Obwohl der jugoslawische Bürgerkrieg 1991-95 das Identitätsfundament Kroatiens war, der die Nation und alle ihre nachkommunistischen Parteien zu völkerrechtlichem Bestand geführt hat, sind heutzutage die meisten der kroatischen Politiker und Medienleute anational und denken antikroatisch. In der Tat hat Kroatien im völkerrechtlichen Sinn wenig gewonnen. Das Land ist heute nur halb-souverän, und die Frage ist berechtigt, ob es sich für die Kroaten gelohnt hat, aus Jugoslawien auszuscheiden, weil Kroatiens Souveränität heutzutage nicht in Zagreb, sondern in Brüssel und Washington ausgeübt wird.

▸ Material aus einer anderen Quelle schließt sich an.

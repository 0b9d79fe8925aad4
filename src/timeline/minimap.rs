//! Condensed overview of the whole trace with the main view's visible range
//! highlighted. Pointer input here only ever moves the main view's offset.

use crate::data::TraceBlock;
use crate::session::TimelineSession;
use crate::Message;
use iced::mouse;
use iced::widget::canvas::{self, Action, Geometry, Program};
use iced::{Color, Event, Point, Rectangle, Renderer, Size, Theme};

use super::viewport::Viewport;

/// Lanes are spread over this many bands of the minimap height.
const LANE_BANDS: f64 = 5.0;
const BLOCK_MARK_HEIGHT: f64 = 2.0;
const MIN_HIGHLIGHT_WIDTH: f64 = 2.0;

/// Mark for `block` in a minimap of `width` x `height` covering `total_ms`.
pub fn minimap_block_rect(block: &TraceBlock, total_ms: f64, width: f64, height: f64) -> Option<Rectangle> {
    if total_ms <= 0.0 || width <= 0.0 || height <= 0.0 {
        return None;
    }
    let x = block.start_ms / total_ms * width;
    let w = block.duration_ms / total_ms * width;
    let y = (block.thread_id as f64 * (height / LANE_BANDS)) % height;
    Some(Rectangle {
        x: x as f32,
        y: y as f32,
        width: w.max(1.0) as f32,
        height: BLOCK_MARK_HEIGHT as f32,
    })
}

/// Horizontal span `(x, width)` of the main view's visible time range,
/// clamped to the minimap.
pub fn viewport_highlight(viewport: &Viewport, width: f64) -> Option<(f64, f64)> {
    let total_ms = viewport.total_ms();
    if total_ms <= 0.0 || width <= 0.0 {
        return None;
    }
    let (start_ms, end_ms) = viewport.visible_time_range();
    let x0 = (start_ms / total_ms * width).clamp(0.0, width);
    let x1 = (end_ms / total_ms * width).clamp(0.0, width);
    let highlight_width = (x1 - x0).max(MIN_HIGHLIGHT_WIDTH);
    Some((x0.min(width - MIN_HIGHLIGHT_WIDTH).max(0.0), highlight_width))
}

/// Offset that centres the time at `fraction` of the trace, keeping zoom.
pub fn offset_for_fraction(viewport: &Viewport, fraction: f64) -> f64 {
    let fraction = if fraction.is_finite() {
        fraction.clamp(0.0, 1.0)
    } else {
        0.0
    };
    viewport.offset_centering(fraction * viewport.total_ms())
}

pub struct MinimapProgram<'a> {
    pub session: &'a TimelineSession,
}

#[derive(Default)]
pub struct MinimapState {
    dragging: bool,
}

fn jump_to(position: Point, bounds: Rectangle) -> Option<Action<Message>> {
    if bounds.width <= 0.0 {
        return None;
    }
    let fraction = (position.x / bounds.width).clamp(0.0, 1.0) as f64;
    Some(Action::publish(Message::MinimapJump { fraction }).and_capture())
}

impl Program<Message> for MinimapProgram<'_> {
    type State = MinimapState;

    fn draw(
        &self,
        _state: &Self::State,
        renderer: &Renderer,
        _theme: &Theme,
        bounds: Rectangle,
        _cursor: mouse::Cursor,
    ) -> Vec<Geometry> {
        let mut frame = canvas::Frame::new(renderer, bounds.size());
        frame.fill_rectangle(Point::ORIGIN, bounds.size(), Color::from_rgb8(0x11, 0x11, 0x11));

        let metadata = self.session.metadata();
        let width = bounds.width as f64;
        let height = bounds.height as f64;
        let block_color = Color::from_rgba8(0x4A, 0x90, 0xE2, 0.3);
        for block in metadata.blocks() {
            if let Some(mark) = minimap_block_rect(block, metadata.total_duration_ms, width, height) {
                frame.fill_rectangle(mark.position(), mark.size(), block_color);
            }
        }

        if let Some((x, w)) = viewport_highlight(self.session.viewport(), width) {
            let (x, w) = (x as f32, w as f32);
            let mask = Color::from_rgba8(0, 0, 0, 0x60 as f32 / 255.0);
            frame.fill_rectangle(Point::ORIGIN, Size::new(x, bounds.height), mask);
            frame.fill_rectangle(
                Point::new(x + w, 0.0),
                Size::new((bounds.width - x - w).max(0.0), bounds.height),
                mask,
            );

            let highlight = canvas::Path::rectangle(Point::new(x, 0.0), Size::new(w, bounds.height));
            frame.fill(&highlight, Color::from_rgba8(0xFF, 0xFF, 0xFF, 0x30 as f32 / 255.0));
            frame.stroke(
                &highlight,
                canvas::Stroke::default()
                    .with_color(Color::WHITE)
                    .with_width(1.0),
            );
        }

        vec![frame.into_geometry()]
    }

    fn update(
        &self,
        state: &mut Self::State,
        event: &Event,
        bounds: Rectangle,
        cursor: mouse::Cursor,
    ) -> Option<Action<Message>> {
        match event {
            Event::Mouse(mouse::Event::ButtonPressed(mouse::Button::Left)) => {
                let position = cursor.position_in(bounds)?;
                state.dragging = true;
                return jump_to(position, bounds);
            }
            Event::Mouse(mouse::Event::CursorMoved { .. }) if state.dragging => {
                // Dragging past either end pins the view to that end.
                let position = cursor.position_from(bounds.position())?;
                return jump_to(position, bounds);
            }
            Event::Mouse(mouse::Event::ButtonReleased(mouse::Button::Left)) => {
                state.dragging = false;
            }
            _ => {}
        }
        None
    }

    fn mouse_interaction(
        &self,
        state: &Self::State,
        bounds: Rectangle,
        cursor: mouse::Cursor,
    ) -> mouse::Interaction {
        if state.dragging {
            mouse::Interaction::Grabbing
        } else if cursor.is_over(bounds) {
            mouse::Interaction::Pointer
        } else {
            mouse::Interaction::default()
        }
    }
}

#[cfg(test)]
mod tests {
    use super::*;

    fn viewport() -> Viewport {
        let mut viewport = Viewport::new(10_000.0);
        viewport.resize(800.0, 600.0);
        viewport
    }

    #[test]
    fn test_block_marks_scale_against_total_duration() {
        let block = TraceBlock::new("A", 2500.0, 1000.0).at(2, 3);
        let mark = minimap_block_rect(&block, 10_000.0, 400.0, 100.0).unwrap();
        assert_eq!(mark.x, 100.0);
        assert_eq!(mark.width, 40.0);
        assert_eq!(mark.y, 40.0);
        assert_eq!(mark.height, 2.0);

        // Lanes wrap around the minimap height.
        let wrapped = TraceBlock::new("B", 0.0, 1.0).at(6, 0);
        let mark = minimap_block_rect(&wrapped, 10_000.0, 400.0, 100.0).unwrap();
        assert_eq!(mark.y, 20.0);
        assert_eq!(mark.width, 1.0);

        assert!(minimap_block_rect(&block, 0.0, 400.0, 100.0).is_none());
    }

    #[test]
    fn test_highlight_tracks_visible_range() {
        let mut viewport = viewport();
        viewport.set_offset(0.0, 100.0);
        // 800 px at 0.1 px/ms shows 0..8000 ms of 10 000 ms.
        let (x, w) = viewport_highlight(&viewport, 500.0).unwrap();
        assert!(x.abs() < 1e-9);
        assert!((w - 400.0).abs() < 1e-9);

        viewport.pan_by(-400.0, 0.0);
        let (x, w) = viewport_highlight(&viewport, 500.0).unwrap();
        assert!((x - 200.0).abs() < 1e-9);
        // The right edge is clamped to the end of the trace.
        assert!((w - 300.0).abs() < 1e-9);
    }

    #[test]
    fn test_highlight_keeps_a_minimum_width() {
        let mut viewport = viewport();
        viewport.set_zoom(10_000.0);
        viewport.set_offset(viewport.offset_centering(5000.0), 100.0);
        let (x, w) = viewport_highlight(&viewport, 500.0).unwrap();
        assert_eq!(w, 2.0);
        assert!((x - 250.0).abs() < 0.05);

        viewport.set_offset(1.0e9, 100.0);
        let (x, w) = viewport_highlight(&viewport, 500.0).unwrap();
        assert_eq!((x, w), (0.0, 2.0));
    }

    #[test]
    fn test_jump_centres_target_and_keeps_zoom() {
        let mut viewport = viewport();
        viewport.zoom_at(300.0, 2.5);
        let zoom = viewport.zoom();

        let offset = offset_for_fraction(&viewport, 0.25);
        viewport.set_offset(offset, viewport.offset_y);
        assert!((viewport.time_to_x(2500.0) - 400.0).abs() < 1e-9);
        assert_eq!(viewport.zoom(), zoom);

        assert_eq!(offset_for_fraction(&viewport, 2.0), offset_for_fraction(&viewport, 1.0));
        assert_eq!(offset_for_fraction(&viewport, f64::NAN), offset_for_fraction(&viewport, 0.0));
    }
}
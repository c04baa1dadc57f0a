//! The chainable search builder.

use crate::document::CompiledDocument;
use crate::engine::{SearchEngine, SearchTarget};
use crate::error::{Error, Result};
use crate::mapping::MappingType;
use crate::query::{Clause, FieldSelection, QuerySpec, ResultShape, SortKey};
use crate::results::{SearchResult, SearchResults};
use parking_lot::Mutex;
use serde_json::Value;
use std::fmt;
use std::ops::{Bound, RangeBounds};
use std::sync::{Arc, OnceLock};

/// A lazy search.
///
/// Every chaining method returns a new `S` and leaves the receiver alone, so a
/// base builder can be specialized in several directions. Nothing reaches the
/// engine until [`execute`](Self::execute) (or `len`, `count`, `iter`) is
/// called; the response is then kept for the lifetime of this instance.
///
/// ```no_run
/// use std::sync::Arc;
/// use searchkit::{EngineConfig, HttpEngine, S};
///
/// let engine = Arc::new(HttpEngine::new(&EngineConfig::default())?);
/// let base = S::new().engine(engine).indexes(&["library"]);
/// let awesome = base.query([("foo", "bar")]).filter([("tag", "awesome")]);
/// for result in awesome.execute()? {
///     println!("{:?}", result);
/// }
/// # Ok::<(), Box<dyn std::error::Error>>(())
/// ```
pub struct S<M = Value> {
    spec: QuerySpec,
    mapping: Arc<MappingType<M>>,
    engine: Option<Arc<dyn SearchEngine>>,
    cache: OnceLock<SearchResults<M>>,
    // Held while the engine is called so concurrent misses wait for one response.
    exec_lock: Mutex<()>,
}

impl S<Value> {
    /// An untyped search: results map through the default mapping type.
    pub fn new() -> Self {
        Self {
            spec: QuerySpec::new(),
            mapping: Arc::new(MappingType::untyped()),
            engine: None,
            cache: OnceLock::new(),
            exec_lock: Mutex::new(()),
        }
    }
}

impl Default for S<Value> {
    fn default() -> Self {
        Self::new()
    }
}

impl<M> S<M> {
    /// A search whose results map through `mapping`.
    pub fn typed(mapping: MappingType<M>) -> Self {
        Self {
            spec: QuerySpec::new().with_mapping_type(Some(mapping.name().to_string())),
            mapping: Arc::new(mapping),
            engine: None,
            cache: OnceLock::new(),
            exec_lock: Mutex::new(()),
        }
    }

    fn derive(&self, spec: QuerySpec) -> Self {
        Self {
            spec,
            mapping: Arc::clone(&self.mapping),
            engine: self.engine.clone(),
            cache: OnceLock::new(),
            exec_lock: Mutex::new(()),
        }
    }

    pub fn engine(&self, engine: Arc<dyn SearchEngine>) -> Self {
        Self { engine: Some(engine), ..self.derive(self.spec.clone()) }
    }

    /// Adds `field == value` query terms. Repeated calls accumulate.
    pub fn query<I, K, V>(&self, terms: I) -> Self
    where
        I: IntoIterator<Item = (K, V)>,
        K: Into<String>,
        V: Into<Value>,
    {
        self.derive(self.spec.with_queries(terms.into_iter().map(|(k, v)| Clause::new(k, v))))
    }

    /// Adds `field == value` filters. Filters narrow results without scoring.
    pub fn filter<I, K, V>(&self, terms: I) -> Self
    where
        I: IntoIterator<Item = (K, V)>,
        K: Into<String>,
        V: Into<Value>,
    {
        self.derive(self.spec.with_filters(terms.into_iter().map(|(k, v)| Clause::new(k, v))))
    }

    /// Results become field maps. No fields means every field.
    pub fn values_dict(&self, fields: &[&str]) -> Result<Self> {
        let selection = selection(fields, FieldSelection::All)?;
        Ok(self.derive(self.spec.with_shape(ResultShape::Dicts(selection))))
    }

    /// Results become value tuples. No fields means the id only.
    pub fn values_list(&self, fields: &[&str]) -> Result<Self> {
        let selection = selection(fields, FieldSelection::IdOnly)?;
        Ok(self.derive(self.spec.with_shape(ResultShape::Lists(selection))))
    }

    pub fn indexes(&self, indexes: &[&str]) -> Self {
        self.derive(self.spec.with_indexes(indexes.iter().map(|s| s.to_string()).collect()))
    }

    pub fn doctypes(&self, doctypes: &[&str]) -> Self {
        self.derive(self.spec.with_doctypes(doctypes.iter().map(|s| s.to_string()).collect()))
    }

    /// Sort keys, `-field` for descending. Replaces any previous order.
    pub fn order_by(&self, keys: &[&str]) -> Self {
        self.derive(self.spec.with_sort(keys.iter().map(|k| SortKey::parse(k)).collect()))
    }

    /// Restricts results to a window, e.g. `s.slice(10..20)` or `s.slice(..5)`.
    pub fn slice(&self, range: impl RangeBounds<usize>) -> Self {
        let start = match range.start_bound() {
            Bound::Included(&s) => s,
            Bound::Excluded(&s) => s.saturating_add(1),
            Bound::Unbounded => 0,
        };
        let stop = match range.end_bound() {
            Bound::Included(&e) => Some(e.saturating_add(1)),
            Bound::Excluded(&e) => Some(e),
            Bound::Unbounded => None,
        };
        self.derive(self.spec.with_bounds(start, stop))
    }

    pub fn explain(&self, explain: bool) -> Self {
        self.derive(self.spec.with_explain(explain))
    }

    pub fn highlight(&self, fields: &[&str]) -> Self {
        self.derive(self.spec.with_highlight(fields.iter().map(|s| s.to_string()).collect()))
    }

    pub fn spec(&self) -> &QuerySpec {
        &self.spec
    }

    pub fn mapping_type(&self) -> &MappingType<M> {
        &self.mapping
    }

    /// Compiles without touching the engine.
    pub fn build_query(&self) -> CompiledDocument {
        self.spec.compile()
    }

    /// Explicit indexes/doctypes, else the mapping type's, else everything.
    pub fn target(&self) -> SearchTarget {
        let pick = |explicit: &[String], declared: Option<&str>| -> Vec<String> {
            if !explicit.is_empty() {
                explicit.to_vec()
            } else {
                declared.map(|d| vec![d.to_string()]).unwrap_or_default()
            }
        };
        SearchTarget::new(
            pick(self.spec.indexes(), self.mapping.index()),
            pick(self.spec.doctypes(), self.mapping.doctype()),
        )
    }

    /// Runs the search once and caches the response on this instance.
    ///
    /// Concurrent callers block until the first call finishes. Failures are
    /// not cached, so a later call retries.
    pub fn execute(&self) -> Result<&SearchResults<M>> {
        if let Some(results) = self.cache.get() {
            return Ok(results);
        }
        let _guard = self.exec_lock.lock();
        if let Some(results) = self.cache.get() {
            return Ok(results);
        }
        let results = self.run(self.build_query())?;
        Ok(self.cache.get_or_init(|| results))
    }

    /// Sends `document` to the engine and maps the response. Not cached.
    pub(crate) fn run(&self, document: CompiledDocument) -> Result<SearchResults<M>> {
        let engine = self
            .engine
            .as_ref()
            .ok_or_else(|| Error::Configuration("no search engine attached to this search".into()))?;
        let target = self.target();
        tracing::debug!(?target, body = %document.to_json(), mapping = self.mapping.name(), "executing search");
        let response = engine.search(&target, &document)?;
        let results = SearchResults::from_response(response, self.spec.shape(), &self.mapping, document);
        tracing::debug!(returned = results.len(), total = results.total(), took_ms = results.took_ms(), "search finished");
        Ok(results)
    }

    /// Number of results returned.
    pub fn len(&self) -> Result<usize> {
        Ok(self.execute()?.len())
    }

    /// Total matches reported by the engine.
    pub fn count(&self) -> Result<u64> {
        Ok(self.execute()?.total())
    }

    pub fn iter(&self) -> Result<std::slice::Iter<'_, SearchResult<M>>> {
        Ok(self.execute()?.iter())
    }

    pub fn to_vec(&self) -> Result<Vec<SearchResult<M>>>
    where
        M: Clone,
    {
        Ok(self.execute()?.to_vec())
    }

    pub fn is_executed(&self) -> bool {
        self.cache.get().is_some()
    }
}

fn selection(fields: &[&str], empty: FieldSelection) -> Result<FieldSelection> {
    if let Some(bad) = fields.iter().find(|f| f.trim().is_empty()) {
        return Err(Error::Configuration(format!("invalid field name {bad:?} in field selection")));
    }
    if fields.is_empty() {
        return Ok(empty);
    }
    Ok(FieldSelection::Named(fields.iter().map(|f| f.to_string()).collect()))
}

/// Clones share the query and engine but start with an empty cache.
impl<M> Clone for S<M> {
    fn clone(&self) -> Self {
        self.derive(self.spec.clone())
    }
}

impl<M> fmt::Debug for S<M> {
    fn fmt(&self, f: &mut fmt::Formatter<'_>) -> fmt::Result {
        f.debug_struct("S")
            .field("spec", &self.spec)
            .field("mapping", &self.mapping.name())
            .field("engine", &self.engine.is_some())
            .field("executed", &self.is_executed())
            .finish()
    }
}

Die politischen Kreise in Kroatien, und ebenso in Deutschland, kennen die Geschichte der Nachkriegszeit sehr gut. Aber sie haben ein Interesse daran, zu schweigen und glauben, nur ein selektives Geschichtsbewusstsein an den Tag legen zu müssen. Zwar herrscht in Kroatien mehr akademische Freiheit zur Historiographie des Zweiten Weltkriegs als in Deutschland. Aber es ist zu befürchten, dass mit der EU Kandidatur auch Kroatien bald ein Opfer sogenannter "Normalisierung" und "Selbstzensur" sein wird.

Es scheint anachronistisch, die Opfer des jüngsten Krieges zu beklagen und ihre Vollstrecker, zum Beispiel Milosevic und Karadzic vor den internationalen Gerichtshof zu zerren und zur gleichen Zeit die Taten ihrer Vorbilder Tito und Benesch zu ignorieren. Dabei sind Karadzic, Milosevic und die anderen Drahtzieher des letzten Krieges auf dem Balkan nichts mehr als kleine Lehrlinge der ehemaligen kommunistischen und nichtkommunistischen Partisanen aus jugoslawischen und tschechoslowakischen Nachkriegssystemen, deren Greueltaten von der westlichen Wertegemeinschaft seit 65 Jahren nicht nur nie angeprangert, sondern gelegentlich sogar gepriesen worden sind.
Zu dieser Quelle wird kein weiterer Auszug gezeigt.